These miRNAs may be useful for diagnosing biliary cancer and determining Temsirolimus clinical trial its prognosis. Disclosures: The following people have nothing to disclose: Hiizu Fujihara, Masao Honda, Hikari Okada, Takashi Kagaya, Hajime Takatori, Mikiko Nakamura Changes in DNA methylation patterns are believed to be an early event in hepatocarcinogenesis. The aim of our study is to analyze the methylation frequency of tumor suppressor genes; P14, P15, P73 and Mismatch repair gene (O6MGMT) in HCV related chronic liver disease and HCC to identify candidate epigenetic biomarkers for HCC predication. Methods: 516 Egyptian patients with HCV-related liver disease were recruited from Kasr Alaini multidisciplinary HCC clinic from April 2010 to January
2012. Subjects were divided into 4 different clinically defined groups; HCC group (n=208), liver cirrhosis group (n=108), chronic hepatitis C group (n=100), and Control group (n=100); to analyze the methylation status of tumor suppressor genes; p14, P15, P73 and the DNA Mismatch repair gene (〇6MGMT) in patients’ plasma by using EpiTect Methyl qPCR Array technology. Methylation frequency was considered to be hypermethylated
if >10% and/or intermediately methylated if >60%. Result: In our series, a significant difference in the hypermethylation status of all studied genes was noted within the different stages of chronic liver disease and ultimately HCC. Hypermethylation of the P14 gene was detected in 100/208 (48. 1%), 52/108 (48. 1%), 16/100 (16%) and 8/100 (8%) among HCC, liver cirrhosis, chronic hepatitis and control groups respectively with a statistically significant difference BAY 57-1293 in vivo between the studied groups; (p=0. 008). We also reported P15 hypermethylation in 92/208 (44. 2%), 36/108 (33. 3%), 20/100 (20%) and 4/100 (4%) among HCC, liver cirrhosis, chronic hepatitis and control groups respectively with a statistically significant difference between the studied groups; (p=0. 00o). In addition, more hypermethylation frequency of P73 was detected in 136/208 (65. 4%), 72/108 (66. 7%), 32/100 (32%)

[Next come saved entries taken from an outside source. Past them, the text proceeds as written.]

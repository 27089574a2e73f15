//! Jupyter notebook model (nbformat 4) and exercise extraction.

pub mod extract;

pub use extract::ExerciseLocator;

use serde::{Deserialize, Serialize};
use serde_json::Value;
use std::collections::BTreeMap;
use thiserror::Error;

/// Failure to read a notebook document.
#[derive(Debug, Error)]
pub enum NotebookError {
    #[error("not a valid notebook: {0}")]
    Json(#[from] serde_json::Error),

    #[error("unsupported notebook format v{0} (need v4)")]
    UnsupportedVersion(u32),
}

/// A parsed notebook.
#[derive(Debug, Clone, Serialize, Deserialize)]
pub struct Notebook {
    pub cells: Vec<Cell>,
    #[serde(default)]
    pub metadata: Value,
    #[serde(default = "default_nbformat")]
    pub nbformat: u32,
}

fn default_nbformat() -> u32 {
    4
}

impl Notebook {
    /// Parse notebook JSON.
    pub fn parse(content: &str) -> Result<Self, NotebookError> {
        // Older formats keep cells under "worksheets"; report the version instead of a field error.
        let raw: Value = serde_json::from_str(content)?;
        if let Some(version) = raw.get("nbformat").and_then(Value::as_u64) {
            if version < 4 {
                return Err(NotebookError::UnsupportedVersion(version as u32));
            }
        }
        Ok(serde_json::from_value(raw)?)
    }

    /// Kernel language, used as the highlighting class of code cells.
    pub fn language(&self) -> &str {
        self.metadata
            .pointer("/language_info/name")
            .or_else(|| self.metadata.pointer("/kernelspec/language"))
            .and_then(Value::as_str)
            .unwrap_or("python")
    }
}

/// Kind of a notebook cell.
#[derive(Debug, Clone, Copy, PartialEq, Eq, Serialize, Deserialize)]
#[serde(rename_all = "lowercase")]
pub enum CellType {
    Markdown,
    Code,
    Raw,
    #[serde(other)]
    Unknown,
}

/// One cell of a notebook.
#[derive(Debug, Clone, Serialize, Deserialize)]
pub struct Cell {
    pub cell_type: CellType,
    #[serde(default)]
    pub source: MultilineText,
    #[serde(default)]
    pub execution_count: Option<u32>,
    #[serde(default)]
    pub outputs: Vec<Output>,
}

impl Cell {
    /// The cell source as a single string.
    pub fn source_text(&self) -> String {
        self.source.text()
    }

    pub fn is_markdown(&self) -> bool {
        self.cell_type == CellType::Markdown
    }
}

/// Text stored either as one string or as a list of lines.
#[derive(Debug, Clone, PartialEq, Eq, Serialize, Deserialize)]
#[serde(untagged)]
pub enum MultilineText {
    Single(String),
    Lines(Vec<String>),
}

impl Default for MultilineText {
    fn default() -> Self {
        MultilineText::Single(String::new())
    }
}

impl MultilineText {
    pub fn text(&self) -> String {
        match self {
            MultilineText::Single(s) => s.clone(),
            MultilineText::Lines(lines) => lines.concat(),
        }
    }
}

/// MIME type to payload.
pub type MimeBundle = BTreeMap<String, Value>;

/// Read a MIME payload as text (strings and line lists are joined).
pub fn mime_text(value: &Value) -> String {
    match value {
        Value::String(s) => s.clone(),
        Value::Array(items) => items.iter().filter_map(Value::as_str).collect(),
        other => serde_json::to_string_pretty(other).unwrap_or_default(),
    }
}

/// Output of a code cell.
#[derive(Debug, Clone, Serialize, Deserialize)]
#[serde(tag = "output_type", rename_all = "snake_case")]
pub enum Output {
    Stream {
        #[serde(default)]
        name: String,
        #[serde(default)]
        text: MultilineText,
    },
    ExecuteResult {
        #[serde(default)]
        data: MimeBundle,
        #[serde(default)]
        execution_count: Option<u32>,
    },
    DisplayData {
        #[serde(default)]
        data: MimeBundle,
    },
    Error {
        #[serde(default)]
        ename: String,
        #[serde(default)]
        evalue: String,
        #[serde(default)]
        traceback: Vec<String>,
    },
    #[serde(other)]
    Unknown,
}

and 4/100 (4%) among HCC, liver cirrhosis, chronic hepatitis and control groups respectively with a statisti-cally significant difference between the studied groups; (p<0. 001). Also, we detected 〇6MGMT hypermethylation in 84/208 (40. 4%), 60/108 (55. 3%), 20/100 (20%) and 4/100 (4%) 上海皓元 among HCC, liver cirrhosis, chronic hepatitis and control groups respectively with a statistically significant difference between the studied groups; (p<0. 001). Conclusion: The epigenetic changes observed in this study shows that HCC tumors exhibit specific DNA methylation signatures associated with the potential clinical applications in diagnosis and prognosis. On the other hand, methylation frequency could be used to monitor whether the patient with chronic hepatitis C will be subjected to liver cirrhosis or even HCC. So, we can conclude that methylation process in an early event in hepatocarcinogenesis.